**Requirement**: Every line of the entries below that carries the string "help" should be copied.

+===+

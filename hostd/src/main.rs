//! # Host Daemon
//!
//! Main entry point for the host runtime.

use hostd::{HostRuntime, HostRuntimeConfig, LOG_ENV};
use services_logger::LogLevel;
use std::env;
use std::path::Path;
use std::process;

/// Options that override the config file
#[derive(Debug, Default)]
struct Options {
    config: Option<String>,
    run_for_ms: Option<u64>,
    exit_on_idle: bool,
    log_level: Option<LogLevel>,
}

fn main() {
    let args: Vec<String> = env::args().collect();
    let program = args.first().map(String::as_str).unwrap_or("hostd");

    let options = parse_args(&args).unwrap_or_else(|e| {
        eprintln!("Error: {}", e);
        print_usage(program);
        process::exit(1);
    });

    let config = load_config(&options).unwrap_or_else(|e| {
        eprintln!("Error: {}", e);
        process::exit(1);
    });

    let level = options
        .log_level
        .or_else(|| services_logger::level_from_env(LOG_ENV))
        .or_else(|| config.log_level.as_deref().and_then(|l| l.parse().ok()))
        .unwrap_or(LogLevel::Info);
    if let Err(e) = services_logger::init(level) {
        eprintln!("Failed to install logger: {}", e);
    }

    let mut runtime = HostRuntime::new(config).unwrap_or_else(|e| {
        eprintln!("Failed to create runtime: {}", e);
        process::exit(1);
    });

    match runtime.run() {
        Ok(summary) => {
            log::info!(
                "launched {} children, {} restarts, {} exits",
                summary.launched,
                summary.restarts,
                summary.exits.len()
            );
        }
        Err(e) => {
            eprintln!("Runtime error: {}", e);
            process::exit(1);
        }
    }
}

fn load_config(options: &Options) -> Result<HostRuntimeConfig, String> {
    let mut config = match &options.config {
        Some(path) => HostRuntimeConfig::from_file(Path::new(path)).map_err(|e| e.to_string())?,
        None => HostRuntimeConfig::default(),
    };
    if options.run_for_ms.is_some() {
        config.run_for_ms = options.run_for_ms;
    }
    if options.exit_on_idle {
        config.exit_on_idle = true;
    }
    Ok(config)
}

fn parse_args(args: &[String]) -> Result<Options, String> {
    let mut options = Options::default();
    let mut i = 1;

    while i < args.len() {
        match args[i].as_str() {
            "--config" | "-c" => {
                i += 1;
                if i >= args.len() {
                    return Err("Missing value for --config".to_string());
                }
                options.config = Some(args[i].clone());
            }
            "--run-for-ms" => {
                i += 1;
                if i >= args.len() {
                    return Err("Missing value for --run-for-ms".to_string());
                }
                options.run_for_ms = Some(
                    args[i]
                        .parse()
                        .map_err(|_| format!("Invalid run-for-ms value: {}", args[i]))?,
                );
            }
            "--exit-on-idle" => {
                options.exit_on_idle = true;
            }
            "--log-level" => {
                i += 1;
                if i >= args.len() {
                    return Err("Missing value for --log-level".to_string());
                }
                options.log_level = Some(args[i].parse().map_err(|e| format!("{}", e))?);
            }
            "--help" | "-h" => {
                print_usage(args.first().map(String::as_str).unwrap_or("hostd"));
                process::exit(0);
            }
            other => {
                return Err(format!("Unknown option: {}", other));
            }
        }
        i += 1;
    }

    Ok(options)
}

fn print_usage(program: &str) {
    eprintln!("Usage: {} [OPTIONS]", program);
    eprintln!();
    eprintln!("Options:");
    eprintln!("  -c, --config <FILE>      JSON host configuration");
    eprintln!("  --run-for-ms <N>         Stop after N milliseconds");
    eprintln!("  --exit-on-idle           Exit when no children are running");
    eprintln!("  --log-level <LEVEL>      trace, debug, info, warn or error");
    eprintln!("                           (default: ${} or info)", LOG_ENV);
    eprintln!("  -h, --help               Show this help message");
    eprintln!();
    eprintln!("Examples:");
    eprintln!("  {} --config hostd.json --exit-on-idle", program);
    eprintln!("  {} --config hostd.json --run-for-ms 5000", program);
}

+===+

**Solution for this task**:
            "--help" | "-h" => {
    eprintln!("  -h, --help               Show this help message");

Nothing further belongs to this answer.